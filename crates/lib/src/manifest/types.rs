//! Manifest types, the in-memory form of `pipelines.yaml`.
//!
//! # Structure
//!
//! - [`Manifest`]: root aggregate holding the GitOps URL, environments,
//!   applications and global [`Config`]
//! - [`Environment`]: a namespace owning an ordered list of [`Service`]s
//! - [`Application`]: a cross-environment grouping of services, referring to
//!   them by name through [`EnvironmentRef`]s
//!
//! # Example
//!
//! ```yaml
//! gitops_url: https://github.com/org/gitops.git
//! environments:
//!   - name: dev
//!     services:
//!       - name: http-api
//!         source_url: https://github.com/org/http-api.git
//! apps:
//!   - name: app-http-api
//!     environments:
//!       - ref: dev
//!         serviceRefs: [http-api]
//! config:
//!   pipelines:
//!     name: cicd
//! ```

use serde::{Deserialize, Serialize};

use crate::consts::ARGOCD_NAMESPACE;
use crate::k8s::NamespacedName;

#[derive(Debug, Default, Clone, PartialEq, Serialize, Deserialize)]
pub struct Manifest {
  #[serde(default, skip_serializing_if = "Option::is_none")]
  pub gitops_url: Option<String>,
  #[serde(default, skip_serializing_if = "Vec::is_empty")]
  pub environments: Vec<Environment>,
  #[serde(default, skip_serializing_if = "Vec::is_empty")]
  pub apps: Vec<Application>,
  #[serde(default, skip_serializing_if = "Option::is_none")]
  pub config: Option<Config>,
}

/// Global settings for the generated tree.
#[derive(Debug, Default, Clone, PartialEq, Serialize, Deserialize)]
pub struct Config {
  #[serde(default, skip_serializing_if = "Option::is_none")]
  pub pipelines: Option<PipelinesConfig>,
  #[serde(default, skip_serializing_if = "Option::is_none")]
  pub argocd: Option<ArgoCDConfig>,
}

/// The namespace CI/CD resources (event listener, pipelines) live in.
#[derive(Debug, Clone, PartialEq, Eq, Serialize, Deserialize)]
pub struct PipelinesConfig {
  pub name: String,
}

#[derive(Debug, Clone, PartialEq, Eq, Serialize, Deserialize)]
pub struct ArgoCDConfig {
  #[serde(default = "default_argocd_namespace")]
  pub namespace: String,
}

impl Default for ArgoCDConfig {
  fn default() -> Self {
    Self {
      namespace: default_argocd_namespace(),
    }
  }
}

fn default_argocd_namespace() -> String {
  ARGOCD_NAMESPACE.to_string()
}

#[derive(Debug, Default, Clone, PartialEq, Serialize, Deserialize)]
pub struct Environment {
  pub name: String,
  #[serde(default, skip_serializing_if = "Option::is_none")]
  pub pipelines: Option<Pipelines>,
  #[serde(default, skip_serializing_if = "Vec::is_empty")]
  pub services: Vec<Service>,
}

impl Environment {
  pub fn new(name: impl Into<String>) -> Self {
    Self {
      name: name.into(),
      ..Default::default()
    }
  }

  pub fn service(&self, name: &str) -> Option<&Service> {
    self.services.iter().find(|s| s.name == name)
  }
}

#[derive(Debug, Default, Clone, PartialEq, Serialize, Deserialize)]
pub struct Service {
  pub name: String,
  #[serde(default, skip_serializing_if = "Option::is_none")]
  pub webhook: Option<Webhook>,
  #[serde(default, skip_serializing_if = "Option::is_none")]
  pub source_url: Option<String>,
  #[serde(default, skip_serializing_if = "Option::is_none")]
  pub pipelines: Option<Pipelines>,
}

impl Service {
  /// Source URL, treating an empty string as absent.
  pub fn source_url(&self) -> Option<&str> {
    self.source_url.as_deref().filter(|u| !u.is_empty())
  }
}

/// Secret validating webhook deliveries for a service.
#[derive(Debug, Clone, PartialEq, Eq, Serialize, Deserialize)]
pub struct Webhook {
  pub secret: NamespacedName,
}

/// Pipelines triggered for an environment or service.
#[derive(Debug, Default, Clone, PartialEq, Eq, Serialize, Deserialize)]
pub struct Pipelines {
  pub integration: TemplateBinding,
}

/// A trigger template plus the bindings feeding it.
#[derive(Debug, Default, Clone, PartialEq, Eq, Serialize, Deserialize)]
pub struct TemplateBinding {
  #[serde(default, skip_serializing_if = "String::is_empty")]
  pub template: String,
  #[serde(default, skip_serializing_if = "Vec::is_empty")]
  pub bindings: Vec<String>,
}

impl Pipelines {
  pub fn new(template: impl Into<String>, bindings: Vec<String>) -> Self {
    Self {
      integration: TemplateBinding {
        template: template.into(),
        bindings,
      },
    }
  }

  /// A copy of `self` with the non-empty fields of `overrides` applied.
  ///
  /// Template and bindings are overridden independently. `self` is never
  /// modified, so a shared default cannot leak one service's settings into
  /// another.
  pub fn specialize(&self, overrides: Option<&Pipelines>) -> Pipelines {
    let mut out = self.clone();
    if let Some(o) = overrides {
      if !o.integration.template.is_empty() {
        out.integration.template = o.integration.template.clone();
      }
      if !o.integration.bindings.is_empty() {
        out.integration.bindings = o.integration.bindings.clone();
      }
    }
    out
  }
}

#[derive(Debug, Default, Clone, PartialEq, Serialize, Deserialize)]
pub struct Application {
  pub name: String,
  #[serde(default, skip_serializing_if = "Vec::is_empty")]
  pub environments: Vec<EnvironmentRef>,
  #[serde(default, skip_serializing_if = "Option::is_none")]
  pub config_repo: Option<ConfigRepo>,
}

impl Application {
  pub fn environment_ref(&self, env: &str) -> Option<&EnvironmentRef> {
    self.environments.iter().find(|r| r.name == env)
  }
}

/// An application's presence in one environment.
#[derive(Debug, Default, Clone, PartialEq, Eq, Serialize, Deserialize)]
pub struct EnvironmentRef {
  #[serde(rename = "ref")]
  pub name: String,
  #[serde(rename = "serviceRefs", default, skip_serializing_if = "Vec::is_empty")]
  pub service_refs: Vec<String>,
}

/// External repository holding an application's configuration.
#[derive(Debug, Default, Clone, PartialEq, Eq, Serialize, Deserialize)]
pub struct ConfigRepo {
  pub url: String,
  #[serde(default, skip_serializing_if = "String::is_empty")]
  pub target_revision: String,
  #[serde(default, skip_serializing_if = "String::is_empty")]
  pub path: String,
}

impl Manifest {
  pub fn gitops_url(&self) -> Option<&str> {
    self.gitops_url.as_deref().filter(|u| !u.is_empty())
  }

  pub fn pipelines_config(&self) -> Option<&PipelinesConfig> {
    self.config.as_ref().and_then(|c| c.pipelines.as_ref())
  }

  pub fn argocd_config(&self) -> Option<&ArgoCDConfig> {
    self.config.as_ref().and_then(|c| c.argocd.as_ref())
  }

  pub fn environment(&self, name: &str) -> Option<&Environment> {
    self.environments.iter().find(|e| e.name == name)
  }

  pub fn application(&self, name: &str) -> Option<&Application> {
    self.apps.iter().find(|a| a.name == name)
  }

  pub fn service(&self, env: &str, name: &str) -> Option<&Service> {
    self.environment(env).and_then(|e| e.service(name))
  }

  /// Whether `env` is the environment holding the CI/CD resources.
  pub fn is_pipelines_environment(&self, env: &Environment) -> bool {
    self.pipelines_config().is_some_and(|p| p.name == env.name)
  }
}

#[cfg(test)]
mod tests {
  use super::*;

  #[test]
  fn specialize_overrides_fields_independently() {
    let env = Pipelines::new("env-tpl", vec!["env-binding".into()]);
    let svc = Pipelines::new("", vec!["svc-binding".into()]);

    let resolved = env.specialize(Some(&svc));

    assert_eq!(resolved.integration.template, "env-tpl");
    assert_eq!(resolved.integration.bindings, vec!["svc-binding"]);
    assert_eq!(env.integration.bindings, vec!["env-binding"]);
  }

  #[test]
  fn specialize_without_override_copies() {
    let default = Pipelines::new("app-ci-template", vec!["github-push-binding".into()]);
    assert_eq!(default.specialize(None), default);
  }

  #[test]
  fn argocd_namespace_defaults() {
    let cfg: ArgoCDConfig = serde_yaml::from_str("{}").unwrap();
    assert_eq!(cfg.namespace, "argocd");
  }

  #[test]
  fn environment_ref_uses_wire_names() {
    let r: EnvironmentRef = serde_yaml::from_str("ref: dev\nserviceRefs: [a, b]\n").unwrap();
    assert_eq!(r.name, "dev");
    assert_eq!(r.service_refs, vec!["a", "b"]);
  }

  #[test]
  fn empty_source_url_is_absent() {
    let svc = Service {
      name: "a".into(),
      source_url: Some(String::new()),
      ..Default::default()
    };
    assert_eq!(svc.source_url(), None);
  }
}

- - -

§ What the exercise asks
Line count for "apps": count the lines of the records above that contain it and give only the number.

§ Result of this task
3